#### Exercise brief:
Pull every line that includes the word "experience" from the data.

[Data excerpts — start]

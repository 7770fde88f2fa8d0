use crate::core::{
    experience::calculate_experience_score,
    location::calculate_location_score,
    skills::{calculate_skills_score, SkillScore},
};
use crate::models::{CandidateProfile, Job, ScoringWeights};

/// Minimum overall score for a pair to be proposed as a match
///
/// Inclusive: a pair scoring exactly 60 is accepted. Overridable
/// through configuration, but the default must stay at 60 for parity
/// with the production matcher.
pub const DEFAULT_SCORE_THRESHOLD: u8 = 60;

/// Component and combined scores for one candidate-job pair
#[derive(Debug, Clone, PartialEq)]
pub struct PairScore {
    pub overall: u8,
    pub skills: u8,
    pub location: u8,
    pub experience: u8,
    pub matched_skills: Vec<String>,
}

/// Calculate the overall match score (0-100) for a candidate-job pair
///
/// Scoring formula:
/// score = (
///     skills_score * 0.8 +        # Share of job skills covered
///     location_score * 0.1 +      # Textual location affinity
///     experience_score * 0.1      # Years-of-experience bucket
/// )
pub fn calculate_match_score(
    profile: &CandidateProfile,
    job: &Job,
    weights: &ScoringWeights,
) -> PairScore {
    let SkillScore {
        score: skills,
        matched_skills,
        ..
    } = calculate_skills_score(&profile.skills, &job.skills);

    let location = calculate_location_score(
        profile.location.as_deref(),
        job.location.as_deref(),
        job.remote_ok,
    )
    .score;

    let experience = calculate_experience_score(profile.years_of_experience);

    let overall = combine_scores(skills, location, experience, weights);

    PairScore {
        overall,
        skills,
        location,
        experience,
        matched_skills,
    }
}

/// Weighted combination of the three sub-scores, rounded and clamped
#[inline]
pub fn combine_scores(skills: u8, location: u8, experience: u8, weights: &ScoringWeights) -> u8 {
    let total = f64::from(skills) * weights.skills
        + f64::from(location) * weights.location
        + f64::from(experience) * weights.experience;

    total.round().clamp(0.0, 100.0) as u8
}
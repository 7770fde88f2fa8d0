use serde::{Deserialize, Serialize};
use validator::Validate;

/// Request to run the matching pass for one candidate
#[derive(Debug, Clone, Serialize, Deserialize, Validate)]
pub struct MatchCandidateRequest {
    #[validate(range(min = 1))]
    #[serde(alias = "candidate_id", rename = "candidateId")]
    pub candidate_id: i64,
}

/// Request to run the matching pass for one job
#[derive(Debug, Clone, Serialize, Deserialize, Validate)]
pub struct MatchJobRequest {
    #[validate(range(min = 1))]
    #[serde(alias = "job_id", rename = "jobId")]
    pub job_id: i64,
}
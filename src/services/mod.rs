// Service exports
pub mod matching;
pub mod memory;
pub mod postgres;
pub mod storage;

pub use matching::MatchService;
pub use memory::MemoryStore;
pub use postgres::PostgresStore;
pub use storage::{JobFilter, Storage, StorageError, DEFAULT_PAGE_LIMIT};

[Data excerpts — finish]

#### Result for this task:
    experience::calculate_experience_score,
    pub experience: u8,
///     experience_score * 0.1      # Years-of-experience bucket
    let experience = calculate_experience_score(profile.years_of_experience);
    let overall = combine_scores(skills, location, experience, weights);
        experience,
pub fn combine_scores(skills: u8, location: u8, experience: u8, weights: &ScoringWeights) -> u8 {
        + f64::from(experience) * weights.experience;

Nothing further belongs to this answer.